**REQUIRED ACTION**
In the data below, find every line that has the string "return", and copy it.

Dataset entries
● ● ● ● ● ● ●

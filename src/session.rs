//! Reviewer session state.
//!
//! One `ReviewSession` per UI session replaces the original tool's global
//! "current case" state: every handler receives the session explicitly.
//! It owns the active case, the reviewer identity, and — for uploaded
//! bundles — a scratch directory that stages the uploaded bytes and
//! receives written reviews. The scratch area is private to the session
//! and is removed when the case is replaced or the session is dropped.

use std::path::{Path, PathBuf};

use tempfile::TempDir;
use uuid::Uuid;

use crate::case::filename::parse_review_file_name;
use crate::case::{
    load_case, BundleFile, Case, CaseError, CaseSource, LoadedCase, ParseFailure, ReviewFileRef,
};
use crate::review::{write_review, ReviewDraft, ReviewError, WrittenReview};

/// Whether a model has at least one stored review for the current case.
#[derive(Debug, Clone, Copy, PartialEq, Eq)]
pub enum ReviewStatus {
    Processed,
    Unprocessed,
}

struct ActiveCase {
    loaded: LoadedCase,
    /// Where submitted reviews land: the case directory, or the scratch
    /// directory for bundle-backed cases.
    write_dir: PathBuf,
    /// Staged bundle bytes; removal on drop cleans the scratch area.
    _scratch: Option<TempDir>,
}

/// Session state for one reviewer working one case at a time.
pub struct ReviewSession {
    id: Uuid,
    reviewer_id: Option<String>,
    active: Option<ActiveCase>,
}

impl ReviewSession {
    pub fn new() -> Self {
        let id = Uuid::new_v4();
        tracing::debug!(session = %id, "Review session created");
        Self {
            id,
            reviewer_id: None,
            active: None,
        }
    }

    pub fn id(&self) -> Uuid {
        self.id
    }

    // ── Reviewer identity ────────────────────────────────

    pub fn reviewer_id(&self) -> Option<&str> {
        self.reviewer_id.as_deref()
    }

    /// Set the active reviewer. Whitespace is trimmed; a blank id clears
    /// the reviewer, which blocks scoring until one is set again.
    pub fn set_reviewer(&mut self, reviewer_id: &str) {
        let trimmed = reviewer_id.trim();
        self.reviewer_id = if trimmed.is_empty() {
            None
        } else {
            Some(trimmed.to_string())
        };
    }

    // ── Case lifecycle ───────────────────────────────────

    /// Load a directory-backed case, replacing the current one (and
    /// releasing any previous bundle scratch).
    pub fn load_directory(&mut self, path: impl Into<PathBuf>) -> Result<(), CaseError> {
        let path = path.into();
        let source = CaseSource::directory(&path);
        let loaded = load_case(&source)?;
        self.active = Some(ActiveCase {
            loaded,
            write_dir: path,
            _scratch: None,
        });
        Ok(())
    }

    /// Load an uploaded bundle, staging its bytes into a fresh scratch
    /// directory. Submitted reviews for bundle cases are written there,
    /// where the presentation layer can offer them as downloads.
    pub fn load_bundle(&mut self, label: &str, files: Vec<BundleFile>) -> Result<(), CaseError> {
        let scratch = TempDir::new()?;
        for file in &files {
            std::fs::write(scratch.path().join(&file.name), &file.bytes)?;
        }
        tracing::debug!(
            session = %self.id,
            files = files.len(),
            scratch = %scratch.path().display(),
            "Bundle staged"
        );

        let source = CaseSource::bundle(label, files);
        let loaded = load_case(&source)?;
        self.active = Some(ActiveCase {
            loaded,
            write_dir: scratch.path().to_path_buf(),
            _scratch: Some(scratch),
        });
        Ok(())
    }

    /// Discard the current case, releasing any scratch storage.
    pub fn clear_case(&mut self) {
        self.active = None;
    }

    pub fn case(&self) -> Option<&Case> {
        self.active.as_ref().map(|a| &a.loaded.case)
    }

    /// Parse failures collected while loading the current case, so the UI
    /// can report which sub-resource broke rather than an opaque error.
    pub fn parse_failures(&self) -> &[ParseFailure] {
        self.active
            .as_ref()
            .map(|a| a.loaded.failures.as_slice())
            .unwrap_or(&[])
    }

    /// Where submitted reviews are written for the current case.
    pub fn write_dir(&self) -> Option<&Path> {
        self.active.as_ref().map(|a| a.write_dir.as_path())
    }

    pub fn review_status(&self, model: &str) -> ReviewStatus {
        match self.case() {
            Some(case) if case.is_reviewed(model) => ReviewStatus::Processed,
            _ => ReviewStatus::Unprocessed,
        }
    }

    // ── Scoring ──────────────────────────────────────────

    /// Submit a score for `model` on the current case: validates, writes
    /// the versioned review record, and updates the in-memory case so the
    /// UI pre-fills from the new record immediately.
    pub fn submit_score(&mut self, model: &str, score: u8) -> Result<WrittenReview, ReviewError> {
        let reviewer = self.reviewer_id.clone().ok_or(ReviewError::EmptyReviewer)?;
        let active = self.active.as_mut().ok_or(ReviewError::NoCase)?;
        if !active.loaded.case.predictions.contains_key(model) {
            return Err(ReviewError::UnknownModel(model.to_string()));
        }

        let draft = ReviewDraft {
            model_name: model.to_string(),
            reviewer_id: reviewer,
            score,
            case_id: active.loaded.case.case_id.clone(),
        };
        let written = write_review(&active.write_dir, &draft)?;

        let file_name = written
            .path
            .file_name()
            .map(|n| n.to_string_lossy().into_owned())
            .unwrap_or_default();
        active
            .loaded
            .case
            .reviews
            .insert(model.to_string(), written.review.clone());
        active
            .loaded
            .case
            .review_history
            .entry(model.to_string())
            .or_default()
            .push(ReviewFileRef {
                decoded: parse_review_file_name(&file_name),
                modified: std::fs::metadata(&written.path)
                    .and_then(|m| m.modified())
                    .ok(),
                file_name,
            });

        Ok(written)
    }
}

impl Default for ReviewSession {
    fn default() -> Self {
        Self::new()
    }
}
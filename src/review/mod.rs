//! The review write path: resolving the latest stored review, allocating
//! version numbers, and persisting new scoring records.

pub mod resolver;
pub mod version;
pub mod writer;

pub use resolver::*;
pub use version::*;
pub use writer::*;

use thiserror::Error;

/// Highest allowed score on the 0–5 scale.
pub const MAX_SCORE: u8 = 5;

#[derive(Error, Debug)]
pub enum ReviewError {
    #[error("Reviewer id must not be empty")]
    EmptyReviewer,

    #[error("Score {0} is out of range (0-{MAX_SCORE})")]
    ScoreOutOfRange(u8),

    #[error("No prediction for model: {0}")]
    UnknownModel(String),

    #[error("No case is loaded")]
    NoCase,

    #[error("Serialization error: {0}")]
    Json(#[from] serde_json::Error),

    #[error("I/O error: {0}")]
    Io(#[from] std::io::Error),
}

● ● ● ● ● ● ●

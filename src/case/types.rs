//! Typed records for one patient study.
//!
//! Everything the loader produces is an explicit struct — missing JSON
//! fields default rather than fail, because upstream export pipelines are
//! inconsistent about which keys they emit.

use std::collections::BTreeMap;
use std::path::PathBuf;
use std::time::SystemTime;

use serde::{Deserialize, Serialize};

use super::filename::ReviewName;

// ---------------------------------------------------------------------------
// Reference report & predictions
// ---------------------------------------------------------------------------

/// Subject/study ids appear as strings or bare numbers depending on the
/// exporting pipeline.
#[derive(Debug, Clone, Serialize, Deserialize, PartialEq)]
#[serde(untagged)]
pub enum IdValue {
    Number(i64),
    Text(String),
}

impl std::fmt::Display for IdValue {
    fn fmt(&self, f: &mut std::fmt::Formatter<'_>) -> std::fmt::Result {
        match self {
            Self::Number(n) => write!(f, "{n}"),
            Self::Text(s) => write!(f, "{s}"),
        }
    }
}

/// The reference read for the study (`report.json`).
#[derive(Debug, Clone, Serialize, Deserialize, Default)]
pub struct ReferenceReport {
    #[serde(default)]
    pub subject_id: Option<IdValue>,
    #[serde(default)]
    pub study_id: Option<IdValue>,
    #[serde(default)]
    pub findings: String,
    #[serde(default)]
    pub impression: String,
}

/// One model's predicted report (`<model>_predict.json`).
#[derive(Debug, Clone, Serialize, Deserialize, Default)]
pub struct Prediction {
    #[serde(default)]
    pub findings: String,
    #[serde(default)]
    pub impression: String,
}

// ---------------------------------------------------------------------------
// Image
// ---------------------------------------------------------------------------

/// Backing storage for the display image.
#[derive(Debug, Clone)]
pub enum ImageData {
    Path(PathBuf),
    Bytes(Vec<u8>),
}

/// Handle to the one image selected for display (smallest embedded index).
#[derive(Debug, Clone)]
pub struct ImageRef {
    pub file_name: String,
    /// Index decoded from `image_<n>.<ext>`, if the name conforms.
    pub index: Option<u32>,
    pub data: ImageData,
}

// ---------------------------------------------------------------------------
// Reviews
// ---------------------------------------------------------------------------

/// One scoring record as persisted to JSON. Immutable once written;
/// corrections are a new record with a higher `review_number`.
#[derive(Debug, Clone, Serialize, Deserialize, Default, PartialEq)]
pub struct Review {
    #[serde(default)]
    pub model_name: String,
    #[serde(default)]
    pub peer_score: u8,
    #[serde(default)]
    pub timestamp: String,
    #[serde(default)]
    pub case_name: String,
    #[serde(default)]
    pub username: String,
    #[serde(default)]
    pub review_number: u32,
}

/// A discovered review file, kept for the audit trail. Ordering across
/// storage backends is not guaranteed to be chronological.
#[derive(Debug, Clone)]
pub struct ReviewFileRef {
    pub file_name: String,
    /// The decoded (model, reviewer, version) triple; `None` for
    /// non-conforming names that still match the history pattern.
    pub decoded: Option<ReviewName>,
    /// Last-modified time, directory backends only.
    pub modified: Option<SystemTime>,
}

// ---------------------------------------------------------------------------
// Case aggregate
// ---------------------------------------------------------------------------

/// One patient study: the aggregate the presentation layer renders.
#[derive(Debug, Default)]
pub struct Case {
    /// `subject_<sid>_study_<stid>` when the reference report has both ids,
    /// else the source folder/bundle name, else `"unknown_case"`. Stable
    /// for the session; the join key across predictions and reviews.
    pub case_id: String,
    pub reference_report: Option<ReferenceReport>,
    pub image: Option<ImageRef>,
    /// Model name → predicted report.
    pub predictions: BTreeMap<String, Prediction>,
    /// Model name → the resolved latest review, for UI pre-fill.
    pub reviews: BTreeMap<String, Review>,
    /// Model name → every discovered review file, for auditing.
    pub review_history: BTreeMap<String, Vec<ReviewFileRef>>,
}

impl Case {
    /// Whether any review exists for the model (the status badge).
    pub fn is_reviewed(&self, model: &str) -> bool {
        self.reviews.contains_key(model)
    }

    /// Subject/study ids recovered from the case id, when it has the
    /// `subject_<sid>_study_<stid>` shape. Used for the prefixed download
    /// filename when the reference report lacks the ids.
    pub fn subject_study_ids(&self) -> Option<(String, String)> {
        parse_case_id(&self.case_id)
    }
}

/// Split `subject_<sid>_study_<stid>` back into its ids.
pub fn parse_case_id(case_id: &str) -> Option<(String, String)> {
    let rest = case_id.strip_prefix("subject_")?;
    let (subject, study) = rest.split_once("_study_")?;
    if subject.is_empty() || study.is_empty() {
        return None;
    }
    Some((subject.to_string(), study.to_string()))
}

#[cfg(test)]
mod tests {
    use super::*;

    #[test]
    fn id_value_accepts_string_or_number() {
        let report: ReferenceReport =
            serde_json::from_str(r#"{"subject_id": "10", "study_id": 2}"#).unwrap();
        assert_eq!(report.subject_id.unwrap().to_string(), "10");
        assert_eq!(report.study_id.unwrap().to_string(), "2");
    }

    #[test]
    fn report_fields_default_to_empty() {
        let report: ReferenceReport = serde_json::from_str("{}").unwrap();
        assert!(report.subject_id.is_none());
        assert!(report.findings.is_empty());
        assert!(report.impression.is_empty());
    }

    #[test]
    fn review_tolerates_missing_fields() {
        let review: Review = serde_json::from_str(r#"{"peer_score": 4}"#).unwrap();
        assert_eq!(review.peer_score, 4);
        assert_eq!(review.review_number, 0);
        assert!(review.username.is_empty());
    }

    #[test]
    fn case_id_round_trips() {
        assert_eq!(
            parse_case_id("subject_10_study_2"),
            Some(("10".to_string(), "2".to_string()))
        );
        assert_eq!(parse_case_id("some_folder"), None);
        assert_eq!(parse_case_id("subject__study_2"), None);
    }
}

● ● ● ● ● ● ●

**SOLUTION FOR THIS PROBLEM**
            return Err(ReviewError::UnknownModel(model.to_string()));
        return None;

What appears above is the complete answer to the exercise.